This is the third reflection in our January series. After celebrating Christmas and stepping into a new year, we have been returning to one central truth: God has entered our darkness, and that arrival is the beginning of real transformation. Last week we reflected on Baptism and the new identity it gives. Holiness is not mainly a self-improvement project; it is belonging. It is surrendering to God and letting Christ’s light live in us. This week that same light asks for something further. It does not only comfort; it purifies. It does not only inspire; it heals.
The Church has never treated Isaiah’s words as only a message to an ancient city. In the liturgy, “Jerusalem” becomes an image of God’s people- what the Catechism calls the Church: gathered by the Father, united to Christ, and made a living temple by the Holy Spirit. And the “glory of the LORD” does not shine like a harsh spotlight in a film noir interrogation scene. It is the radiant presence of God who draws near not to condemn but to save. God’s revelation, as the Church teaches, is meant to bring us into communion with Him. It is not merely information about God; it is a living, effective work of grace. When Isaiah announces, “Your light has come,” Christians recognize Jesus Christ, true Light from true Light. Now that we have moved into Ordinary Time, the Christmas mystery presses forward into discipleship: allowing that Light not only to warm us, but to search us, purify us, and reorder our hearts from within.
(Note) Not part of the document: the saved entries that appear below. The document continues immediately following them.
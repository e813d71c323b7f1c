use zeroize::Zeroizing;

use crate::error::{Result, VfdError};

/// Magic value stamped into every header page 0 this crate writes.
pub const MAGIC: u32 = 0x4856_4643; // "HVFC"
/// Current on-disk configuration-record version.
pub const VERSION: u32 = 1;
/// Largest key this crate will accept, per the data model.
pub const MAX_KEY_SIZE: usize = 1024;

/// The literal phrase encrypted into header page 1 and checked on open.
pub const TEST_PHRASE: &[u8] = b"Decryption works";

pub const DEFAULT_PLAINTEXT_PAGE_SIZE: u32 = 4096;
pub const DEFAULT_CIPHERTEXT_PAGE_SIZE: u32 = 4112;
pub const DEFAULT_ENCRYPTION_BUFFER_SIZE: u32 = 65792; // 16 ciphertext pages
pub const DEFAULT_CIPHER_BLOCK_SIZE: u32 = 16;
pub const DEFAULT_KEY_SIZE: u32 = 32;
pub const DEFAULT_IV_SIZE: u32 = 16;

/// Symmetric cipher selection. Numeric values match the on-disk encoding.
#[derive(Debug, Clone, Copy, PartialEq, Eq)]
#[repr(u32)]
pub enum CipherId {
    Aes256 = 0,
    Twofish = 1,
}

impl CipherId {
    pub fn from_u32(v: u32) -> Option<Self> {
        match v {
            0 => Some(Self::Aes256),
            1 => Some(Self::Twofish),
            _ => None,
        }
    }
}

/// Chaining-mode selection. CBC is the only supported mode; the variant
/// exists to leave room for more without changing the wire format.
#[derive(Debug, Clone, Copy, PartialEq, Eq)]
#[repr(u32)]
pub enum ModeId {
    Cbc = 0,
}

impl ModeId {
    pub fn from_u32(v: u32) -> Option<Self> {
        match v {
            0 => Some(Self::Cbc),
            _ => None,
        }
    }
}

/// Immutable-after-open configuration for one encrypting VFD handle.
///
/// The key is held in a `Zeroizing` buffer so it is wiped the moment the
/// `Configuration` (and therefore any handle holding it by value) is dropped.
#[derive(Debug, Clone)]
pub struct Configuration {
    pub plaintext_page_size: u32,
    pub ciphertext_page_size: u32,
    pub encryption_buffer_size: u32,
    pub cipher_id: CipherId,
    pub cipher_block_size: u32,
    pub key_size: u32,
    pub key: Zeroizing<Vec<u8>>,
    pub iv_size: u32,
    pub mode_id: ModeId,
    pub magic: u32,
    pub version: u32,
}

impl Configuration {
    /// Builds a configuration with the §6 defaults and the given key.
    pub fn with_defaults(key: Vec<u8>) -> Result<Self> {
        let cfg = Self {
            plaintext_page_size: DEFAULT_PLAINTEXT_PAGE_SIZE,
            ciphertext_page_size: DEFAULT_CIPHERTEXT_PAGE_SIZE,
            encryption_buffer_size: DEFAULT_ENCRYPTION_BUFFER_SIZE,
            cipher_id: CipherId::Aes256,
            cipher_block_size: DEFAULT_CIPHER_BLOCK_SIZE,
            key_size: key.len() as u32,
            key: Zeroizing::new(key),
            iv_size: DEFAULT_IV_SIZE,
            mode_id: ModeId::Cbc,
            magic: MAGIC,
            version: VERSION,
        };
        cfg.validate()?;
        Ok(cfg)
    }

    /// Validates the invariants of §3 eagerly; called once at open.
    pub fn validate(&self) -> Result<()> {
        if self.magic != MAGIC {
            return Err(VfdError::InvalidConfiguration("bad magic"));
        }
        if self.version != VERSION {
            return Err(VfdError::InvalidConfiguration("unsupported version"));
        }
        if self.key_size as usize > MAX_KEY_SIZE {
            return Err(VfdError::InvalidConfiguration("key_size exceeds MAX_KEY_SIZE"));
        }
        if self.key.len() != self.key_size as usize {
            return Err(VfdError::InvalidConfiguration("key length does not match key_size"));
        }
        if self.plaintext_page_size == 0 {
            return Err(VfdError::InvalidConfiguration("plaintext_page_size must be positive"));
        }
        if self.cipher_block_size != 0 && self.plaintext_page_size % self.cipher_block_size != 0 {
            return Err(VfdError::InvalidConfiguration(
                "plaintext_page_size must be a multiple of cipher_block_size",
            ));
        }
        if (self.ciphertext_page_size as u64)
            < self.plaintext_page_size as u64 + self.iv_size as u64
        {
            return Err(VfdError::InvalidConfiguration(
                "ciphertext_page_size must be >= plaintext_page_size + iv_size",
            ));
        }
        if self.cipher_block_size == 0
            || self.ciphertext_page_size % self.cipher_block_size != 0
        {
            return Err(VfdError::InvalidConfiguration(
                "ciphertext_page_size must be a multiple of cipher_block_size",
            ));
        }
        if self.encryption_buffer_size == 0 {
            return Err(VfdError::InvalidConfiguration("encryption_buffer_size must be positive"));
        }
        if self.encryption_buffer_size % self.ciphertext_page_size != 0 {
            return Err(VfdError::InvalidConfiguration(
                "encryption_buffer_size must be a multiple of ciphertext_page_size",
            ));
        }
        if self.num_ct_buf_pages() < 1 {
            return Err(VfdError::InvalidConfiguration("encryption buffer holds zero pages"));
        }
        match (self.cipher_id, self.mode_id) {
            (CipherId::Aes256, ModeId::Cbc) | (CipherId::Twofish, ModeId::Cbc) => {}
        }
        Ok(())
    }

    pub fn num_ct_buf_pages(&self) -> u32 {
        self.encryption_buffer_size / self.ciphertext_page_size
    }

    pub fn ciphertext_offset(&self) -> u64 {
        2 * self.ciphertext_page_size as u64
    }
}

impl Default for Configuration {
    fn default() -> Self {
        Self::with_defaults(vec![0u8; DEFAULT_KEY_SIZE as usize])
            .expect("default configuration must validate")
    }
}

#[cfg(test)]
mod tests {
    use super::*;

    #[test]
    fn defaults_validate() {
        Configuration::default().validate().unwrap();
    }

    #[test]
    fn rejects_key_size_mismatch() {
        let mut cfg = Configuration::default();
        cfg.key_size = 16;
        assert!(matches!(
            cfg.validate(),
            Err(VfdError::InvalidConfiguration(_))
        ));
    }

    #[test]
    fn rejects_ciphertext_page_size_too_small_for_iv_and_plaintext() {
        let mut cfg = Configuration::default();
        cfg.ciphertext_page_size = cfg.plaintext_page_size;
        assert!(matches!(
            cfg.validate(),
            Err(VfdError::InvalidConfiguration(_))
        ));
    }

    #[test]
    fn rejects_encryption_buffer_not_a_multiple_of_ciphertext_page_size() {
        let mut cfg = Configuration::default();
        cfg.encryption_buffer_size = cfg.ciphertext_page_size + 1;
        assert!(matches!(
            cfg.validate(),
            Err(VfdError::InvalidConfiguration(_))
        ));
    }

    #[test]
    fn rejects_plaintext_page_size_not_block_aligned() {
        let mut cfg = Configuration::default();
        cfg.plaintext_page_size = 4090;
        assert!(matches!(
            cfg.validate(),
            Err(VfdError::InvalidConfiguration(_))
        ));
    }

    #[test]
    fn num_ct_buf_pages_and_offset_match_defaults() {
        let cfg = Configuration::default();
        assert_eq!(cfg.num_ct_buf_pages(), 16);
        assert_eq!(cfg.ciphertext_offset(), 2 * 4112);
    }
}
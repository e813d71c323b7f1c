//! Pure plaintext<->ciphertext address arithmetic. No side effects, no I/O.

use crate::config::Configuration;
use crate::error::{Result, VfdError};

/// Checks that `addr` and `size` are aligned to `plaintext_page_size` and
/// that `addr + size` does not overflow. Must be called by every entry point
/// into the page I/O engine before any translation or I/O is attempted.
pub fn validate_request(cfg: &Configuration, addr: u64, size: u64) -> Result<()> {
    let page_size = cfg.plaintext_page_size as u64;
    if addr % page_size != 0 || size % page_size != 0 {
        return Err(VfdError::MisalignedRequest {
            addr,
            size,
            page_size: cfg.plaintext_page_size,
        });
    }
    addr.checked_add(size)
        .ok_or(VfdError::AddressOverflow { addr, size })?;
    Ok(())
}

/// `pt_to_ct_addr`: plaintext byte address -> ciphertext byte address.
/// Fails with `AddressOverflow` rather than wrapping if the scaled-up result
/// does not fit in a `u64`.
pub fn pt_to_ct_addr(cfg: &Configuration, addr: u64) -> Result<u64> {
    let page_size = cfg.plaintext_page_size as u64;
    let ct_page_size = cfg.ciphertext_page_size as u64;
    let overflow = || VfdError::AddressOverflow { addr, size: 0 };
    (addr / page_size)
        .checked_mul(ct_page_size)
        .and_then(|v| v.checked_add(cfg.ciphertext_offset()))
        .ok_or_else(overflow)
}

/// `pt_to_ct_size`: plaintext byte count -> ciphertext byte count.
/// Fails with `AddressOverflow` rather than wrapping if the scaled-up result
/// does not fit in a `u64`.
pub fn pt_to_ct_size(cfg: &Configuration, size: u64) -> Result<u64> {
    let page_size = cfg.plaintext_page_size as u64;
    let ct_page_size = cfg.ciphertext_page_size as u64;
    (size / page_size)
        .checked_mul(ct_page_size)
        .ok_or(VfdError::AddressOverflow { addr: 0, size })
}

/// `eoa_up_to_eoa_down`: translates a plaintext EOA into the lower driver's
/// ciphertext EOA, rounding the plaintext address up to a whole page first.
/// Fails with `AddressOverflow` rather than wrapping or panicking if `addr`
/// is close enough to `u64::MAX` that the rounding-up addition, or the
/// scaled-up result, would not fit in a `u64`.
pub fn eoa_up_to_eoa_down(cfg: &Configuration, addr: u64) -> Result<u64> {
    let page_size = cfg.plaintext_page_size as u64;
    let ct_page_size = cfg.ciphertext_page_size as u64;
    let overflow = || VfdError::AddressOverflow { addr, size: 0 };
    let pages = addr
        .checked_add(page_size - 1)
        .ok_or_else(overflow)?
        / page_size;
    pages
        .checked_add(2)
        .and_then(|v| v.checked_mul(ct_page_size))
        .ok_or_else(overflow)
}

/// `eof_down_to_eof_up`: translates a lower-driver ciphertext EOF into the
/// plaintext view. Caller must have already checked `eof_down`'s invariants.
pub fn eof_down_to_eof_up(cfg: &Configuration, eof_down: u64) -> u64 {
    let page_size = cfg.plaintext_page_size as u64;
    let ct_page_size = cfg.ciphertext_page_size as u64;
    (eof_down / ct_page_size - 2) * page_size
}
//! One-time, process-wide initialization for the underlying cipher
//! primitives. The RustCrypto crates this driver uses need no runtime setup,
//! but the reference driver's underlying cipher library does (a secure
//! memory pool), so this hook exists to carry that concern forward: any
//! future swap to a cipher backend that *does* need one-time setup plugs in
//! here without touching the call sites in `driver.rs`.

use std::sync::Once;

use tracing::trace;

static INIT: Once = Once::new();

/// Idempotent, thread-safe. Safe to call on every `open`; only the first
/// call on the process does any work.
pub fn ensure_cipher_library_initialized() {
    INIT.call_once(|| {
        trace!("cipher library one-time initialization");
    });
}

#[cfg(test)]
mod tests {
    use super::*;

    #[test]
    fn idempotent_across_many_calls() {
        for _ in 0..4 {
            ensure_cipher_library_initialized();
        }
    }
}
//! An encrypting, page-aligned virtual file driver core.
//!
//! Converts random-offset plaintext reads and writes into an aligned,
//! fixed-size sequence of ciphertext pages against a lower driver,
//! transparently encrypting and decrypting data and validating file
//! identity (configuration and key) on open.
//!
//! See `SPEC_FULL.md` for the full component design; in short:
//! - [`cipher`] is the per-page symmetric-cipher capability.
//! - [`translate`] is the pure plaintext<->ciphertext address arithmetic.
//! - [`header`] is the on-disk header-page protocol.
//! - [`driver`] is the page I/O engine and lifecycle/EOA-EOF bookkeeping.
//! - [`lower`] is the downward interface to the next driver in the stack.

pub mod cipher;
pub mod config;
pub mod driver;
pub mod error;
pub mod header;
mod init;
pub mod lower;
pub mod translate;

pub use config::{CipherId, Configuration, ModeId};
pub use driver::{EncryptingVfd, OpenFlags};
pub use error::{Result, VfdError};
pub use lower::{FeatureFlags, LowerDriver, StdLowerDriver};
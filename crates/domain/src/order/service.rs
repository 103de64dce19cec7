//! Order service wiring the store to its collaborators.

use std::sync::Arc;

use order_store::{CartStore, OrderRepository};

use crate::collaborators::{AccountDirectory, CatalogReader};
use crate::notifications::{FanoutPolicy, NotificationDispatcher};

/// Days between checkout and the promised delivery date.
pub const ESTIMATED_DELIVERY_DAYS: i64 = 5;

/// Service for creating orders and moving their items through fulfillment.
///
/// The store is the only thing that gets mutated. Collaborators are read
/// (catalog, accounts) or told (notifications) and never roll anything back.
pub struct OrderService<S> {
    pub(super) store: S,
    pub(super) catalog: Arc<dyn CatalogReader>,
    pub(super) accounts: Arc<dyn AccountDirectory>,
    pub(super) notifications: NotificationDispatcher,
    pub(super) fanout: FanoutPolicy,
}

impl<S: OrderRepository + CartStore> OrderService<S> {
    /// Creates a new order service with per-item seller notifications.
    pub fn new(
        store: S,
        catalog: Arc<dyn CatalogReader>,
        accounts: Arc<dyn AccountDirectory>,
        notifications: NotificationDispatcher,
    ) -> Self {
        Self {
            store,
            catalog,
            accounts,
            notifications,
            fanout: FanoutPolicy::default(),
        }
    }

    /// Sets how sellers are notified about new orders.
    pub fn with_fanout(mut self, fanout: FanoutPolicy) -> Self {
        self.fanout = fanout;
        self
    }

    /// Returns the seller notification policy in effect.
    pub fn fanout(&self) -> FanoutPolicy {
        self.fanout
    }
}
//! Order creation and fulfillment.

mod checkout;
mod commands;
mod fulfillment;
pub mod messages;
mod service;

pub use commands::{Actor, ActorRole, AdvanceStatus, CreateOrder};
pub use fulfillment::{authorize, ensure_legal};
pub use service::{ESTIMATED_DELIVERY_DAYS, OrderService};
This is also why Isaiah 60 resonates so strongly with the Church’s teaching on evangelization. The Church does not evangelize by marketing an idea, but by bearing witness to a Person who is already shining upon the world. Pope St. Paul VI insisted that the Church exists to evangelize, and that the Gospel must reach real human life- families, cultures, workplaces, and the hidden corners where people carry joy, shame, and sorrow. Light is meant to be seen. The Church’s mission is not to hoard the light but to carry it. Yet Isaiah’s command to “rise” is not first about public projects or outward activity; it begins in the heart. A Christian community becomes light for others only to the extent that it allows Christ to cleanse what dims its witness: resentment, division, secret sin, indifference toward the poor, and the quiet despair that whispers, “I’ll never change.”
Here is the uncomfortable mercy of light: it reveals. Sometimes that feels like stepping into a bright room when our eyes are used to the dark. But Christ does not expose us to shame us; He reveals so He can heal. That is why the Church speaks so insistently about repentance and the Sacrament of Reconciliation. Confession is not spiritual punishment; it is a place where the Light meets us with truth and tenderness, where the Lamb of God takes away sin and restores freedom. Real change often begins with honest naming: where am I stuck, what habit is draining my soul, what relationship needs repair, what wound have I kept from the Lord?
Carry Isaiah’s verse as a question this week. What is God’s light revealing in you right now? Something to thank Him for, or something needing conversion? Why is it hard at times to believe mercy is freeing? What is one practical step toward healing you can take today? Each evening, make a brief examen: where did you notice God’s light, and where did you step back into darkness? Then choose one concrete step. The Light of Christ is not fragile. It is strong enough to heal, and gentle enough to lead you there.